Thursday, May 2, 2013

Performance-testing Moodle

Background

The Open University is moving from Moodle 2.3.x to Moodle 2.4.3 in June. As is usual with a major upgrade, we (that is Rod and Derek) did some load testing to see if it still runs fast enough on our servers.

The first results were spectacularly bad! Moodle 2.4 was ten times slower. We were expecting Moodle 2.4 to be faster than 2.3. The first step was easy.

Performance advice: if you are running Moodle 2.4 with load-balanced web servers, don't use the default caching option that stores the data in moodledata on a shared network drive. Use memcache instead.

Take 2 was a lot better. Moodle 2.4 was now only about 1.5 times slower. Still not good enough, but in the right ball park. This blog post is about what we did next, which was to use the tools Moodle provides to work out what was slow and fix it.

Moodle's profiling tool

When your software is too slow, you need measurements to tell you which are the slow bits. Tools that do that are called profilers. One of the better profiling tools for PHP is called XHProf.
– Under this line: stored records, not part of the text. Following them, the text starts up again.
//! Error types for editing sessions and document I/O.
//!
//! Covers every failure mode outside the core operations: file I/O,
//! JSON/YAML (de)serialization, and unsupported file formats. Core
//! [`SchemaError`]s are wrapped as they are.

use form_schema_core::SchemaError;
use thiserror::Error;

/// Errors that can occur while loading, editing or saving schemas.
#[derive(Debug, Error)]
pub enum SessionError {
    /// File I/O failure.
    #[error("I/O error: {0}")]
    Io(#[from] std::io::Error),

    /// JSON parsing or serialization failure.
    #[error("JSON error: {0}")]
    Json(#[from] serde_json::Error),

    /// YAML parsing or serialization failure.
    #[error("YAML error: {0}")]
    Yaml(#[from] serde_yaml::Error),

    /// The schema itself was rejected.
    #[error(transparent)]
    Schema(#[from] SchemaError),

    /// File extension is neither JSON nor YAML.
    #[error("unsupported file format: {0}")]
    UnsupportedFormat(String),
}

/// Convenience alias for results with [`SessionError`].
pub type Result<T> = std::result::Result<T, SessionError>;
//! Flat, addressable representation of form schema trees.
//!
//! A form editor works on individual fields of a nested JSON-Schema-like
//! document. This crate turns such a document into a flat map where every
//! node is an entry with a stable id, and back again without loss:
//!
//! - [`flatten`] / [`flatten_with`]: schema tree to [`FlatMap`], with
//!   pluggable [`IdAllocator`]s.
//! - [`unflatten`]: [`FlatMap`] (or any subtree of it) back to a
//!   [`SchemaNode`], in the public or internal form.
//! - [`merge_data`] / [`extract_data`]: bind nested form data onto entries
//!   and read it back, pruning values the schema cannot hold.
//! - [`mutate_entry`] and the structural edits ([`insert_property`],
//!   [`remove_entry`], [`move_entry`], [`duplicate_entry`]): copy-on-write
//!   edits that keep ids stable.
//! - [`normalize_document`]: accepts the legacy `propsSchema` convention
//!   and the wrapped `{ "schema": ... }` convention.
//! - [`validate_flat_map`]: structural checks for maps built elsewhere.
//!
//! # Example
//!
//! ```
//! use form_schema_core::*;
//! use serde_json::json;
//!
//! let schema = json!({
//!     "type": "object",
//!     "properties": {
//!         "name": { "type": "string" },
//!         "address": {
//!             "type": "object",
//!             "properties": { "city": { "type": "string" } }
//!         }
//!     }
//! });
//!
//! let flat = flatten_value(&schema).unwrap();
//! assert!(flat.contains("#/address/city"));
//!
//! let flat = merge_data(&flat, &json!({ "name": "Ada", "address": { "city": "London" } }));
//! assert_eq!(flat.get("#/address/city").unwrap().value, Some(json!("London")));
//!
//! let (flat, _) = insert_property(&flat, ROOT_ID, "email", &SchemaNode::leaf("string"), None).unwrap();
//! let rebuilt = unflatten_value(&flat, ROOT_ID, false).unwrap();
//! assert_eq!(rebuilt["properties"]["email"], json!({ "type": "string" }));
//! assert_eq!(
//!     extract_data(&flat),
//!     json!({ "name": "Ada", "address": { "city": "London" } })
//! );
//! ```

mod bind;
mod error;
mod flatten;
mod id;
mod mutate;
mod schedule;
mod transform;
mod types;
mod unflatten;
mod validate;
mod version;

pub use bind::{extract_data, merge_data, merge_data_with_report};
pub use error::{Result, SchemaError, ValueMismatch};
pub use flatten::{FlattenOptions, flatten, flatten_value, flatten_with};
pub use id::{FnAllocator, IdAllocator, IdRequest, PathAllocator, allocate_id, fn_allocator};
pub use mutate::{
    EntryPatch, duplicate_entry, duplicate_entry_with, insert_property, insert_property_with, move_entry,
    mutate_entry, remove_entry,
};
pub use schedule::DeferredQueue;
pub use transform::{IdentityTransformer, LegacyTransformer, SchemaTransformer};
pub use types::*;
pub use unflatten::{unflatten, unflatten_value};
pub use validate::validate_flat_map;
pub use version::{
    NormalizedDocument, SchemaVersion, UI_KEYWORDS, combine_form_props, detect_version,
    normalize_document, normalize_version, to_legacy,
};
//! Importing and exporting legacy documents.
//!
//! Writes a small library of schemas in the three accepted conventions,
//! loads each into a session, and shows that exports keep the convention
//! the document arrived in unless `preserve_version` is turned off.
//!
//! # Usage
//!
//! ```bash
//! cargo run -p form-schema-demos --example legacy_import
//! ```

use form_schema_core::detect_version;
use form_schema_session::{EditorConfig, EditorSession, SchemaLibrary, save_document};
use serde_json::json;

fn main() {
    let dir = std::env::temp_dir().join("form_schema_demo_library");
    std::fs::create_dir_all(&dir).unwrap();

    save_document(
        dir.join("legacy.json"),
        &json!({
            "propsSchema": {
                "type": "object",
                "properties": {
                    "bio": { "type": "string", "title": "Bio" },
                    "tags": { "type": "array", "items": { "type": "string" } }
                }
            },
            "uiSchema": { "bio": { "ui:widget": "textarea" } },
            "formData": { "bio": "Hello", "tags": ["a", "b"] },
            "column": 2
        }),
    )
    .unwrap();
    save_document(
        dir.join("wrapped.yaml"),
        &json!({
            "schema": {
                "type": "object",
                "properties": { "agree": { "type": "boolean", "title": "I agree" } }
            },
            "displayType": "row"
        }),
    )
    .unwrap();
    save_document(
        dir.join("current.json"),
        &json!({
            "type": "object",
            "properties": { "email": { "type": "string", "widget": "email" } }
        }),
    )
    .unwrap();

    let library = SchemaLibrary::from_dir(&dir).unwrap();
    println!("Loaded {} documents from {}", library.len(), dir.display());
    println!();

    for preserve_version in [true, false] {
        println!("== preserve_version: {preserve_version}");
        let mut session = EditorSession::new(EditorConfig {
            preserve_version,
            ..EditorConfig::default()
        });
        for name in library.names() {
            let Some(document) = library.get(name) else {
                continue;
            };
            session.load(document).unwrap();
            let exported = session.schema().unwrap();
            println!("{name} ({:?} -> {:?})", session.version(), detect_version(&exported));
            println!("  export:    {exported}");
            println!("  form data: {}", session.form_data());
            println!("  props:     {}", serde_json::Value::Object(session.form_props().clone()));
        }
        println!();
    }

    let _ = std::fs::remove_dir_all(&dir);
}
The good news is that it has already been integrated into Moodle, and there is documenation about getting it working. Basically, you just need to install a PHP extension and turn on some options under Admin -> Development -> Profiling.
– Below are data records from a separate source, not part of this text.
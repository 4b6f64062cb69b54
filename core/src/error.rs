//! Error types for schema flattening and reconstruction.
//!
//! Structural failures ([`SchemaError`]) abort the operation that raised them
//! and leave any input flat map untouched. Data mismatches
//! ([`ValueMismatch`]) are recovered locally by the data binder and only
//! reported.

use serde_json::Value;
use thiserror::Error;

/// Structural errors raised by the flattener, unflattener and mutator.
#[derive(Debug, Clone, PartialEq, Eq, Error)]
pub enum SchemaError {
    /// The input is not a well-formed schema tree (wrong JSON shape, a
    /// cyclic `$ref` chain, a rename onto a sibling name, ...).
    #[error("malformed schema at {path}: {reason}")]
    MalformedSchema {
        /// Location of the offending node (id or id-like path).
        path: String,
        /// What is wrong with it.
        reason: String,
    },
    /// An entry references an id that is not in the flat map.
    ///
    /// This is an internal consistency failure: some earlier mutation left
    /// the map inconsistent.
    #[error("broken reference: entry `{id}` (referenced by {referenced_by}) is missing")]
    BrokenReference {
        /// The missing id.
        id: String,
        /// The entry or operation that referenced it.
        referenced_by: String,
    },
    /// An identifier was assigned to more than one node.
    #[error("duplicate identifier: {0}")]
    DuplicateIdentifier(String),
}

impl SchemaError {
    pub(crate) fn malformed(path: impl Into<String>, reason: impl Into<String>) -> Self {
        Self::MalformedSchema {
            path: path.into(),
            reason: reason.into(),
        }
    }

    pub(crate) fn broken(id: impl Into<String>, referenced_by: impl Into<String>) -> Self {
        Self::BrokenReference {
            id: id.into(),
            referenced_by: referenced_by.into(),
        }
    }
}

/// A data value whose shape disagrees with the schema at `id`.
///
/// Non-fatal: the binder drops the value and continues.
#[derive(Debug, Clone, PartialEq, Eq, Error)]
#[error("value mismatch at `{id}`: expected {expected}, found {found}")]
pub struct ValueMismatch {
    /// Entry whose schema rejected the value.
    pub id: String,
    /// Expected JSON kind (e.g. `"object"`, `"string"`).
    pub expected: String,
    /// JSON kind actually found.
    pub found: &'static str,
}

/// Convenience alias for results with [`SchemaError`].
pub type Result<T> = std::result::Result<T, SchemaError>;

/// Name of the JSON kind of `value`, as used in JSON Schema `type`.
pub(crate) fn json_kind(value: &Value) -> &'static str {
    match value {
        Value::Null => "null",
        Value::Bool(_) => "boolean",
        Value::Number(_) => "number",
        Value::String(_) => "string",
        Value::Array(_) => "array",
        Value::Object(_) => "object",
    }
}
Since we already had the necessary PHP extension on our severs, that was really easy. The option I chose was to profile a page when &PROFILEME was added to the end of the URL, but there are several ways to control it.

Profiling output

Once you have profiled a page, the results appear under Admin -> Development -> Profiling runs.

This just lists the runs you have done. You need to click through to see the details of one run. That looks like a big table of all the function that were called as part of rendering the page, how many times each one was called, and how much time each function was responsible for.
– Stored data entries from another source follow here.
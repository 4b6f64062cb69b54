use std::fs;
use std::path::{Path, PathBuf};

use clap::{Args, Parser, Subcommand};
use form_schema_core::{
    FlatMap, FlattenOptions, PathAllocator, ROOT_ID, SchemaNode, extract_data, flatten_with,
    merge_data_with_report, normalize_document, to_legacy, unflatten_value,
};
use form_schema_session::{EditorConfig, load_document};
use serde::Serialize;
use serde_json::Value;
use tracing::{debug, warn};
use tracing_subscriber::{EnvFilter, fmt};

/// Output format for documents written by the CLI.
#[derive(Debug, Clone, Copy, PartialEq, Eq, clap::ValueEnum)]
enum CliOutputFormat {
    Json,
    Yaml,
}

impl CliOutputFormat {
    fn extension(self) -> &'static str {
        match self {
            Self::Json => "json",
            Self::Yaml => "yaml",
        }
    }
}

#[derive(Debug, Parser)]
#[command(name = "form-schema", version)]
#[command(about = "Flatten, rebuild, bind and check form schemas")]
struct Cli {
    /// Output format (default: json).
    #[arg(long, global = true, default_value = "json")]
    format: CliOutputFormat,
    /// Editor configuration file (YAML or JSON).
    #[arg(long, global = true)]
    config: Option<PathBuf>,
    /// More logging (-v debug, -vv trace). `RUST_LOG` takes precedence.
    #[arg(short, long, global = true, action = clap::ArgAction::Count)]
    verbose: u8,
    #[command(subcommand)]
    command: Command,
}

#[derive(Debug, Subcommand)]
enum Command {
    /// Flatten a schema document into its flat map.
    Flatten(FlattenArgs),
    /// Rebuild a schema document from a flat map.
    Unflatten(UnflattenArgs),
    /// Bind form data onto a schema and print the flat map with values.
    Merge(MergeArgs),
    /// Read the form data back out of a flat map.
    Extract(ExtractArgs),
    /// Rewrite schema documents into the current (or legacy) convention.
    Normalize(NormalizeArgs),
    /// Verify that schema documents survive a flatten/unflatten round trip.
    Check(CheckArgs),
}

#[derive(Debug, Args)]
struct FlattenArgs {
    /// Schema document (any convention).
    input: PathBuf,
    /// Inline local `$ref`s (overrides the config file).
    #[arg(long)]
    resolve_refs: bool,
    /// Output file (default: stdout).
    #[arg(long)]
    output: Option<PathBuf>,
}

#[derive(Debug, Args)]
struct UnflattenArgs {
    /// Flat map file.
    input: PathBuf,
    /// Entry to rebuild from.
    #[arg(long, default_value = ROOT_ID)]
    root: String,
    /// Keep hidden placeholders and emit `$id`s.
    #[arg(long)]
    include_hidden: bool,
    /// Output file (default: stdout).
    #[arg(long)]
    output: Option<PathBuf>,
}

#[derive(Debug, Args)]
struct MergeArgs {
    /// Schema document.
    schema: PathBuf,
    /// Form data document.
    data: PathBuf,
    /// Fail when a value does not fit the schema instead of dropping it.
    #[arg(long)]
    strict: bool,
    /// Output file (default: stdout).
    #[arg(long)]
    output: Option<PathBuf>,
}

#[derive(Debug, Args)]
struct ExtractArgs {
    /// Flat map file.
    input: PathBuf,
    /// Output file (default: stdout).
    #[arg(long)]
    output: Option<PathBuf>,
}

#[derive(Debug, Args)]
struct NormalizeArgs {
    /// Schema documents.
    #[arg(required = true)]
    inputs: Vec<PathBuf>,
    /// Output directory (required for more than one input).
    #[arg(long)]
    output: Option<PathBuf>,
    /// Write the legacy `propsSchema` convention instead.
    #[arg(long)]
    legacy: bool,
    /// Number of parallel jobs (default: number of CPUs).
    #[arg(long)]
    jobs: Option<usize>,
}

#[derive(Debug, Args)]
struct CheckArgs {
    /// Schema documents.
    #[arg(required = true)]
    inputs: Vec<PathBuf>,
    /// Number of parallel jobs (default: number of CPUs).
    #[arg(long)]
    jobs: Option<usize>,
}

fn main() {
    let cli = Cli::parse();
    install_tracing(cli.verbose);
    debug!(cli = ?cli, "parsed cli");

    let result = load_config(cli.config.as_deref()).and_then(|config| match cli.command {
        Command::Flatten(args) => run_flatten(args, &config, cli.format),
        Command::Unflatten(args) => run_unflatten(args, cli.format),
        Command::Merge(args) => run_merge(args, &config, cli.format),
        Command::Extract(args) => run_extract(args, cli.format),
        Command::Normalize(args) => run_normalize(args, cli.format),
        Command::Check(args) => run_check(args, &config),
    });

    if let Err(err) = result {
        eprintln!("error: {err}");
        std::process::exit(1);
    }
}

fn install_tracing(verbose: u8) {
    let level = match verbose {
        0 => "warn",
        1 => "debug",
        _ => "trace",
    };
    let filter = EnvFilter::try_from_default_env().unwrap_or_else(|_| EnvFilter::new(level));
    fmt()
        .with_env_filter(filter)
        .with_target(false)
        .with_writer(std::io::stderr)
        .init();
}

fn load_config(path: Option<&Path>) -> Result<EditorConfig, String> {
    match path {
        Some(path) => EditorConfig::load(path)
            .map_err(|e| format!("Failed to load config '{}': {e}", path.display())),
        None => Ok(EditorConfig::default()),
    }
}

// ---------------------------------------------------------------------------
// flatten / unflatten
// ---------------------------------------------------------------------------

fn run_flatten(args: FlattenArgs, config: &EditorConfig, format: CliOutputFormat) -> Result<(), String> {
    let options = FlattenOptions {
        resolve_refs: args.resolve_refs || config.resolve_refs,
    };
    let flat = flatten_document(&args.input, &options)?;
    emit(&flat, format, args.output.as_deref())
}

fn run_unflatten(args: UnflattenArgs, format: CliOutputFormat) -> Result<(), String> {
    let flat = read_flat_map(&args.input)?;
    let schema = unflatten_value(&flat, &args.root, args.include_hidden)
        .map_err(|e| format!("Failed to rebuild '{}': {e}", args.input.display()))?;
    emit(&schema, format, args.output.as_deref())
}

// ---------------------------------------------------------------------------
// merge / extract
// ---------------------------------------------------------------------------

fn run_merge(args: MergeArgs, config: &EditorConfig, format: CliOutputFormat) -> Result<(), String> {
    let options = FlattenOptions {
        resolve_refs: config.resolve_refs,
    };
    let flat = flatten_document(&args.schema, &options)?;
    let data = read_document(&args.data)?;
    let (merged, mismatches) = merge_data_with_report(&flat, &data);

    if !mismatches.is_empty() {
        if args.strict {
            let details: Vec<String> = mismatches.iter().map(ToString::to_string).collect();
            return Err(format!(
                "{} value(s) do not fit the schema: {}",
                mismatches.len(),
                details.join("; ")
            ));
        }
        eprintln!("{} value(s) dropped while merging.", mismatches.len());
    }

    emit(&merged, format, args.output.as_deref())
}

fn run_extract(args: ExtractArgs, format: CliOutputFormat) -> Result<(), String> {
    let flat = read_flat_map(&args.input)?;
    emit(&extract_data(&flat), format, args.output.as_deref())
}

// ---------------------------------------------------------------------------
// normalize
// ---------------------------------------------------------------------------

fn run_normalize(args: NormalizeArgs, format: CliOutputFormat) -> Result<(), String> {
    use rayon::prelude::*;

    if args.inputs.len() > 1 && args.output.is_none() {
        return Err("--output is required when normalizing several documents".to_string());
    }
    if let Some(dir) = &args.output {
        fs::create_dir_all(dir)
            .map_err(|e| format!("Failed to create output directory '{}': {e}", dir.display()))?;
    }

    let pool = build_pool(args.jobs)?;
    let legacy = args.legacy;
    let results: Vec<Result<(PathBuf, Value), String>> = pool.install(|| {
        args.inputs
            .par_iter()
            .map(|input| -> Result<(PathBuf, Value), String> {
                let normalized = normalize_document(&read_document(input)?);
                debug!(path = %input.display(), version = ?normalized.version, "normalized");
                let document = if legacy {
                    to_legacy(&normalized.schema, &normalized.form_props)
                } else {
                    normalized.schema
                };
                Ok((input.clone(), document))
            })
            .collect()
    });

    let mut written = 0usize;
    for result in results {
        let (input, document) = result?;
        let target = args
            .output
            .as_deref()
            .map(|dir| output_path(dir, &input, format));
        emit(&document, format, target.as_deref())?;
        written += 1;
    }

    if args.output.is_some() {
        println!("Normalized {written} document(s).");
    }
    Ok(())
}

// ---------------------------------------------------------------------------
// check
// ---------------------------------------------------------------------------

fn run_check(args: CheckArgs, config: &EditorConfig) -> Result<(), String> {
    use rayon::prelude::*;

    let pool = build_pool(args.jobs)?;
    let options = FlattenOptions {
        resolve_refs: config.resolve_refs,
    };
    let outcomes: Vec<(PathBuf, Result<(), String>)> = pool.install(|| {
        args.inputs
            .par_iter()
            .map(|input| (input.clone(), check_document(input, &options)))
            .collect()
    });

    let mut failed = 0usize;
    for (input, outcome) in &outcomes {
        match outcome {
            Ok(()) => println!("ok   {}", input.display()),
            Err(err) => {
                failed += 1;
                println!("FAIL {}: {err}", input.display());
            }
        }
    }
    println!("Checked {} document(s), {failed} failed.", outcomes.len());

    if failed > 0 {
        return Err(format!("{failed} document(s) failed the round-trip check"));
    }
    Ok(())
}

/// Flattens, validates and rebuilds one document, comparing the result with
/// the parsed input.
fn check_document(path: &Path, options: &FlattenOptions) -> Result<(), String> {
    let normalized = normalize_document(&read_document(path)?);
    let mut schema = SchemaNode::from_value(&normalized.schema).map_err(|e| e.to_string())?;
    let flat = flatten_with(&schema, &mut PathAllocator::default(), options)
        .map_err(|e| e.to_string())?;
    flat.check().map_err(|e| e.to_string())?;

    let rebuilt = form_schema_core::unflatten(&flat, ROOT_ID, false).map_err(|e| e.to_string())?;
    schema.clear_ids();
    // Inlined `$ref`s legitimately change the tree.
    if !options.resolve_refs && rebuilt != schema {
        return Err("schema changed across the round trip".to_string());
    }

    if let Some(data) = &normalized.form_data {
        let (_, mismatches) = merge_data_with_report(&flat, data);
        if !mismatches.is_empty() {
            warn!(path = %path.display(), count = mismatches.len(), "embedded form data does not fit the schema");
        }
    }
    Ok(())
}

// ---------------------------------------------------------------------------
// Helpers
// ---------------------------------------------------------------------------

fn build_pool(jobs: Option<usize>) -> Result<rayon::ThreadPool, String> {
    rayon::ThreadPoolBuilder::new()
        .num_threads(jobs.unwrap_or(0))
        .build()
        .map_err(|e| format!("Failed to create thread pool: {e}"))
}

fn read_document(path: &Path) -> Result<Value, String> {
    load_document(path).map_err(|e| format!("Failed to read '{}': {e}", path.display()))
}

fn flatten_document(path: &Path, options: &FlattenOptions) -> Result<FlatMap, String> {
    let normalized = normalize_document(&read_document(path)?);
    SchemaNode::from_value(&normalized.schema)
        .and_then(|schema| flatten_with(&schema, &mut PathAllocator::default(), options))
        .map_err(|e| format!("Failed to flatten '{}': {e}", path.display()))
}

fn read_flat_map(path: &Path) -> Result<FlatMap, String> {
    let flat: FlatMap = serde_json::from_value(read_document(path)?)
        .map_err(|e| format!("'{}' is not a flat map: {e}", path.display()))?;
    flat.check()
        .map_err(|e| format!("'{}' is not a consistent flat map: {e}", path.display()))?;
    Ok(flat)
}

fn render<T: Serialize>(value: &T, format: CliOutputFormat) -> Result<String, String> {
    match format {
        CliOutputFormat::Json => serde_json::to_string_pretty(value)
            .map_err(|e| format!("Failed to serialize JSON: {e}")),
        CliOutputFormat::Yaml => {
            serde_yaml::to_string(value).map_err(|e| format!("Failed to serialize YAML: {e}"))
        }
    }
}

fn emit<T: Serialize>(value: &T, format: CliOutputFormat, output: Option<&Path>) -> Result<(), String> {
    let raw = render(value, format)?;
    match output {
        Some(path) => {
            fs::write(path, raw).map_err(|e| format!("Failed to write '{}': {e}", path.display()))
        }
        None => {
            println!("{}", raw.trim_end());
            Ok(())
        }
    }
}

fn output_path(dir: &Path, input: &Path, format: CliOutputFormat) -> PathBuf {
    let stem = input
        .file_stem()
        .and_then(|s| s.to_str())
        .unwrap_or("schema");
    dir.join(format!("{stem}.{}", format.extension()))
}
Inclusive time is the amount of time taken by that function, and all the other functions it called. Exclusive time is the time taken by that function itself. Some people, like sam, seem to like that tabular view. I am a more visual person, so I tend to click on the [View full callgraph] link. That produces a crazily big image, showing graphically which functions call which other functions, and how much time is spent in each one. Here is the image for the run we are looking at:

You can click for the full-sized image. The yellow and red highlighting is applied automatically to try to highlight places where a lot of time is being spent. Sometimes it is helpful. Sometimes not. The red box in the bottom right is where we do database queries. No suprise there. We know calling the database is one of the slowest things you can do in Moodle code. The other red box is fetching data from memcache, which also involves connecting to another server.

What you have to look for is somewhere on the diagram that makes you go "What! We are spending how much time doing that?! That's surely not necessary." In this case, my eye was drawn to the far right of the yellow chain. When viewing this small course, we are fetching the course format object 134 times, and doing that is accounting for about 9% of the page-load time. There is no way we need to do that.

Fixing the problem

Once you have identified what appears to be a gross inefficiency, then you have to fix it. Mostly that follows the normal Moodle bug-fixing mechanics, but it is worth saying a bit about the different approaches you could take to changing the code:

  1. You might work out that what is being done is unnecessary. Then you can just remove it. For example MDL-39452 or MDL-39449. This is the best case. We have both improved performance and simplified the code.
  2. The next option is to take an overview of the code, and re-organise it to be more sensible. For example, in the course format case, we should probably just get the course format object once, and then use it. However, that would be a big risky change, which I did not want to do at this time (just before the Moodle 2.5 release). This approach does, however, also have the potential to simplify the code while improving performance.
  3. The next option is some other sort of refactoring. For example get_plugin_list was getting called a lot, and it in turn was calling the generic function clean_param to validate something. clean_param is quite fast, but not when you call it a thousand times. Therefore, it was worth extracting a simpler is_valid_plugin_name function. Doing that (MDL-39445) reduced the page load time by about 2%, but did make the code slighly more complex. Still, that is a worth-while trade off.
  4. The last option is to add caching. If you are doing the same thing repeatedly, and it is slow, and you can't avoid doing it repeatedly, then remember the answer the first time you compute it, and reuse it later. This should be the option of last resort because caches definitely increase the code complexity, and if you forget to clear them when necessary you introduce bugs. However, as in the course formats example we are looking at they can make a big difference. This fix reduced page-load times by 8%.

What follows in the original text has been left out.